New readers of DSAN should also check the cover for "Early-Bird" Outlooks and "Late-Bird" Outlooks, and the large body of information built up in the back issues, Issues 1 to 20. Our Italian readers will hopefully find the new bilingual statistical tables more helpful.
The 2005 indexes are very preliminary.
The indexes are based on wholesale-level prices, the Customs Value in dollars per tonne at the (foreign) point of origin. These trends are only general; the situation will vary with different colors or patterns.

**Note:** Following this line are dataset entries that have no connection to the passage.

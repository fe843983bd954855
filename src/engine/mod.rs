//! Countdown engine module.
//!
//! - `countdown`: the state machine and remaining-time arithmetic
//! - `error`: input and phase errors returned by the engine

pub mod countdown;
pub mod error;

pub use countdown::CountdownEngine;
pub use error::{CountdownError, InputError, StateError};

The prices will be evaluated in the next Outlook (Issue 22).
See article on granite countertops: Consumer Reports, August 2005, p. 24-25. More later.
The Carrara Marmotec 2005 show had a variety of interesting seminars, including one on the outlook for U.S. dimension stone. The pavilions and large stands included a heavy representation of Middle Eastern stone producers: Egyptian, Iranian, Moroccan, and Turkish. Stones in all colors of the rainbow in an infinite number of patterns were seen, including a new labradorite from Madagascar, a golden yellow with white patterned alabaster from Egypt and an orange and white quartzite from Brazil.
IMM Carrara has set up a search engine at www.isicentry.com with exhaustive data banks on companies (names, addresses, products), materials (name, kind, origin, a photo, and chemical and physical properties), and bibliographies searchable by content (abstracts available).
The April-June 2005 Universal Stone gave some dimension stone employment numbers for various nations: China 6 million, India 5 million, pre2004 European Union 220,000, Brazil 115,000; the world total is around 18 million.
ARCHITECT'S STONE SELECTION HELPER: This is the first appearance of a listing of large stone photo caches on the internet. This will allow an architect to immediately make a preliminary winnowing out of desired stones by color and appearance; photos and samples of the most likely stones can then be obtained. This feature will be expanded and elaborated in future issues. The reader should also examine the ASTM C1528 Standard Guide for Selection of Dimension Stone for Exterior Use. The photo caches:
Statistical Parameters: Foreign-U.S. Dimension Stone-related Competitiveness: European: Euros per U.S. dollar (average); 0.94 in 1999, 1.09 in 2000, 1.12 in 2001, 1.06 in 2002, and 0.89 in 2003; 0.84 in 4Q 2003, 0.80 in 1Q 2004, 0.83 in 2Q 2004, 0.82 in 3Q 2004, and 0.77 in 4Q 2004. Canadian: Canadian dollar per U.S. dollar (average); 1.48 in 1998, 1.49 in 1999, 1.49 in 2000, 1.55 in 2001, 1.57 in 2002, and 1.40 in 2003; 1.32 in 4Q 2003, 1.32 in 1Q 2004, 1.36 in 2Q 2004, 1.31 in 3Q 2004, and 1.22 in 4Q 2004. These International Monetary Fund statistics show that foreign producers selling in Euros have had a steady situation in late 2003 and for most of 2004, except for a drop in 4Q 2004. They continue under pressure from the strong Euro. The Canadian dollar stayed unchanged compared to the U.S. dollar in late 2003 and in most of 2004, except for a similar 4Q drop, so producers selling in Canadian dollars also had a steady situation.